Minuscule 449
- Text: Gospels
- Date: 13th century
- Script: Greek
- Now at: British Library
- Size: 12.8 cm by 9.1 cm
- Type: Byzantine text-type
- Category: V
- Hand: carefully written
- Note: marginalia

= Minuscule 449 =

Minuscule 449 (in the Gregory-Aland numbering), ε 330 (in the Soden numbering), is a Greek minuscule manuscript of the New Testament, on parchment. Palaeographically it has been assigned to the 13th century.

== Description ==

The codex contains a complete text of the four Gospels in two volumes on 317 (146 + 171) parchment leaves. The text is written in one column per page, in 23-24 lines per page.

The text is divided according to the κεφαλαια (chapters), whose numerals are given at the margin, and the τιτλοι (titles of chapters) at the top of the pages. There is also a division according to the smaller Ammonian Sections (in Mark 233 Sections - the last in 16:8), with references to the Eusebian Canons.
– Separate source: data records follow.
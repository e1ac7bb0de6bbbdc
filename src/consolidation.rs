//! Disparador del análisis ejecutivo consolidado.
//!
//! El estado se deriva del historial con una función pura (`evaluate`):
//!
//! - `Incomplete`: falta algún departamento obligatorio.
//! - `Stale`: están los cuatro, pero no hay análisis en caché o el timestamp
//!   persistido es anterior al reporte más reciente de los seleccionados.
//! - `Fresh`: la caché refleja ya la selección actual.
//!
//! `Consolidation` guarda la caché, el timestamp persistido y la marca de
//! petición en curso. Nunca hay más de una petición en vuelo.

use std::sync::Arc;

use serde::Serialize;
use tracing::{debug, info, warn};

use crate::{
    error::AppError,
    models::{ConsolidatedAnalysis, DepartmentReport, HistoryItem, ReportRole, REQUIRED_ROLES},
    storage::{KvStore, CONSOLIDATION_TIMESTAMP_KEY},
};

#[derive(Debug, Clone, PartialEq)]
pub enum ConsolidationState {
    Incomplete { missing: Vec<ReportRole> },
    Stale {
        reports: Vec<DepartmentReport>,
        last_analysis_time: i64,
    },
    Fresh { last_analysis_time: i64 },
}

/// Reporte más reciente de cada departamento obligatorio, en el orden fijo
/// de `REQUIRED_ROLES`. El historial ya viene ordenado de más nuevo a más
/// antiguo, así que basta con la primera coincidencia.
pub fn select_latest(history: &[HistoryItem]) -> Result<Vec<&HistoryItem>, Vec<ReportRole>> {
    let mut selected = Vec::with_capacity(REQUIRED_ROLES.len());
    let mut missing = Vec::new();
    for role in REQUIRED_ROLES {
        match history
            .iter()
            .find(|item| item.analysis_result.detected_role == role)
        {
            Some(item) => selected.push(item),
            None => missing.push(role),
        }
    }
    if missing.is_empty() {
        Ok(selected)
    } else {
        Err(missing)
    }
}

pub fn evaluate(
    history: &[HistoryItem],
    persisted_timestamp: Option<i64>,
    has_cached: bool,
) -> ConsolidationState {
    let selected = match select_latest(history) {
        Ok(selected) => selected,
        Err(missing) => return ConsolidationState::Incomplete { missing },
    };
    let last_analysis_time = selected
        .iter()
        .map(|item| item.timestamp)
        .max()
        .unwrap_or_default();

    let fresh = has_cached && persisted_timestamp.is_some_and(|ts| ts >= last_analysis_time);
    if fresh {
        ConsolidationState::Fresh { last_analysis_time }
    } else {
        ConsolidationState::Stale {
            reports: selected
                .into_iter()
                .map(|item| DepartmentReport {
                    role: item.analysis_result.detected_role,
                    text: item.extracted_text.clone(),
                })
                .collect(),
            last_analysis_time,
        }
    }
}

/// Lo que el llamador debe hacer tras evaluar el historial.
#[derive(Debug, PartialEq)]
pub enum TriggerAction {
    Nothing,
    /// La caché se acaba de invalidar (transición a `Incomplete`).
    Cleared,
    /// Lanzar la petición de consolidación; ya se marcó como en curso.
    Request {
        reports: Vec<DepartmentReport>,
        last_analysis_time: i64,
    },
}

#[derive(Debug, Clone, Copy, PartialEq, Eq, Serialize)]
#[serde(rename_all = "lowercase")]
pub enum ConsolidationStatus {
    Incomplete,
    Pending,
    Ready,
    Error,
}

/// Vista serializable para la capa de presentación.
#[derive(Debug, Clone, Serialize)]
#[serde(rename_all = "camelCase")]
pub struct ConsolidationView {
    pub status: ConsolidationStatus,
    pub missing_roles: Vec<ReportRole>,
    pub analysis: Option<ConsolidatedAnalysis>,
    pub error: Option<String>,
    pub as_of: Option<i64>,
}

pub struct Consolidation {
    kv: Arc<dyn KvStore>,
    persisted_timestamp: Option<i64>,
    cached: Option<ConsolidatedAnalysis>,
    in_flight: Option<i64>,
    last_error: Option<String>,
}

impl Consolidation {
    pub fn load(kv: Arc<dyn KvStore>) -> Self {
        let persisted_timestamp = match kv.get(CONSOLIDATION_TIMESTAMP_KEY) {
            Ok(Some(raw)) => match raw.trim().parse::<i64>() {
                Ok(ts) => Some(ts),
                Err(e) => {
                    warn!("Timestamp de consolidación corrupto ('{raw}'): {e}");
                    None
                }
            },
            Ok(None) => None,
            Err(e) => {
                warn!("No se pudo leer el timestamp de consolidación: {e}");
                None
            }
        };
        Self {
            kv,
            persisted_timestamp,
            cached: None,
            in_flight: None,
            last_error: None,
        }
    }

    pub fn cached(&self) -> Option<&ConsolidatedAnalysis> {
        self.cached.as_ref()
    }

    pub fn persisted_timestamp(&self) -> Option<i64> {
        self.persisted_timestamp
    }

    pub fn is_in_flight(&self) -> bool {
        self.in_flight.is_some()
    }

    pub fn state(&self, history: &[HistoryItem]) -> ConsolidationState {
        evaluate(history, self.persisted_timestamp, self.cached.is_some())
    }

    /// Evalúa el historial y aplica la transición correspondiente. Se puede
    /// llamar tras cada mutación: si ya hay una petición en curso o la caché
    /// está al día no se pide nada.
    pub fn plan(&mut self, history: &[HistoryItem]) -> TriggerAction {
        match self.state(history) {
            ConsolidationState::Incomplete { missing } => {
                if self.cached.is_none() && self.persisted_timestamp.is_none() {
                    return TriggerAction::Nothing;
                }
                info!("Faltan reportes de {:?}; se descarta el análisis consolidado.", missing);
                self.cached = None;
                self.last_error = None;
                self.set_persisted(None);
                TriggerAction::Cleared
            }
            ConsolidationState::Fresh { last_analysis_time } => {
                debug!("Análisis consolidado al día (as of {last_analysis_time}).");
                TriggerAction::Nothing
            }
            ConsolidationState::Stale {
                reports,
                last_analysis_time,
            } => {
                if let Some(pending) = self.in_flight {
                    debug!("Consolidación en curso para {pending}; no se lanza otra.");
                    return TriggerAction::Nothing;
                }
                self.in_flight = Some(last_analysis_time);
                self.last_error = None;
                TriggerAction::Request {
                    reports,
                    last_analysis_time,
                }
            }
        }
    }

    /// Registra el resultado de la petición lanzada por `plan`. Devuelve
    /// `true` si se guardó un análisis nuevo en caché.
    pub fn complete(
        &mut self,
        history: &[HistoryItem],
        last_analysis_time: i64,
        result: Result<ConsolidatedAnalysis, AppError>,
    ) -> bool {
        self.in_flight = None;
        match result {
            Ok(analysis) => {
                // El historial pudo perder un departamento mientras tanto.
                if let Err(missing) = select_latest(history) {
                    info!("Consolidación descartada: ya faltan reportes de {:?}.", missing);
                    return false;
                }
                self.cached = Some(analysis);
                self.last_error = None;
                self.set_persisted(Some(last_analysis_time));
                info!("Análisis consolidado actualizado (as of {last_analysis_time}).");
                true
            }
            Err(e) => {
                warn!("Fallo en la consolidación: {e}");
                self.last_error = Some(e.to_string());
                false
            }
        }
    }

    pub fn view(&self, history: &[HistoryItem]) -> ConsolidationView {
        let missing_roles = match select_latest(history) {
            Ok(_) => Vec::new(),
            Err(missing) => missing,
        };
        let status = if !missing_roles.is_empty() {
            ConsolidationStatus::Incomplete
        } else if self.is_in_flight() {
            ConsolidationStatus::Pending
        } else if self.last_error.is_some() && self.cached.is_none() {
            ConsolidationStatus::Error
        } else if self.cached.is_some() {
            ConsolidationStatus::Ready
        } else {
            ConsolidationStatus::Pending
        };
        ConsolidationView {
            status,
            missing_roles,
            analysis: self.cached.clone(),
            error: self.last_error.clone(),
            as_of: self.persisted_timestamp(),
        }
    }

    fn set_persisted(&mut self, timestamp: Option<i64>) {
        self.persisted_timestamp = timestamp;
        let outcome = match timestamp {
            Some(ts) => self.kv.set(CONSOLIDATION_TIMESTAMP_KEY, &ts.to_string()),
            None => self.kv.remove(CONSOLIDATION_TIMESTAMP_KEY),
        };
        if let Err(e) = outcome {
            warn!("No se pudo persistir el timestamp de consolidación: {e}");
        }
    }
}
//! Taxonomía de errores visibles para el usuario.
//!
//! Ningún error de este módulo es fatal: todos se convierten en un mensaje
//! JSON `{"error": "..."}` y la aplicación sigue operativa.

use axum::{
    http::StatusCode,
    response::{IntoResponse, Response},
    Json,
};
use serde_json::json;
use thiserror::Error;

#[derive(Debug, Error)]
pub enum AppError {
    /// La extracción de texto falló o no produjo contenido.
    #[error("{0}")]
    Extraction(String),

    #[error("{0}")]
    Analysis(String),

    #[error("{0}")]
    Feedback(String),

    #[error("{0}")]
    Consolidation(String),

    #[error("{0}")]
    Chat(String),

    /// Lectura/escritura de un slot de almacenamiento.
    #[error("Error de persistencia: {0}")]
    Persistence(String),

    /// Fichero rechazado en la subida (sólo se aceptan PDF).
    #[error("{0}")]
    InvalidUpload(String),

    #[error("{0}")]
    NotFound(String),

    /// Ya hay una operación equivalente en curso.
    #[error("{0}")]
    Busy(String),

    #[error("No se pudo generar el documento: {0}")]
    Export(String),
}

pub type AppResult<T> = Result<T, AppError>;

impl AppError {
    pub fn status_code(&self) -> StatusCode {
        match self {
            AppError::Extraction(_) | AppError::InvalidUpload(_) => {
                StatusCode::UNPROCESSABLE_ENTITY
            }
            AppError::Analysis(_)
            | AppError::Feedback(_)
            | AppError::Consolidation(_)
            | AppError::Chat(_) => StatusCode::BAD_GATEWAY,
            AppError::Persistence(_) | AppError::Export(_) => StatusCode::INTERNAL_SERVER_ERROR,
            AppError::NotFound(_) => StatusCode::NOT_FOUND,
            AppError::Busy(_) => StatusCode::CONFLICT,
        }
    }
}

impl IntoResponse for AppError {
    fn into_response(self) -> Response {
        (self.status_code(), Json(json!({ "error": self.to_string() }))).into_response()
    }
}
It contains prolegomena, lists of the κεφαλαια (tables of contents) before each Gospel, lectionary markings at the margin (for liturgical use), Synaxarion, Menologion, subscriptions at the end of each Gospel, and pictures. It was clearly carefully written.

== Text ==

The Greek text of the codex is a representative of the Byzantine text-type. Aland placed it in Category V. According to the Claremont Profile Method it belongs to the textual cluster 291 and creates textual pair with minuscule 2603 in Luke 1, Luke 10, and Luke 20.

== History ==

The manuscripts was written by Gerasimus, a monk. It once belonged together with the codex 44 to Caesar de Missy (1703–1775), French chaplain. It came to London in 1748. It was the last manuscript added to the list of New Testament manuscripts by Scholz (1794–1852).

It was purchased for the British Museum in 1776. Scholz examined it only in Mark 5. C. R. Gregory saw it in 1883.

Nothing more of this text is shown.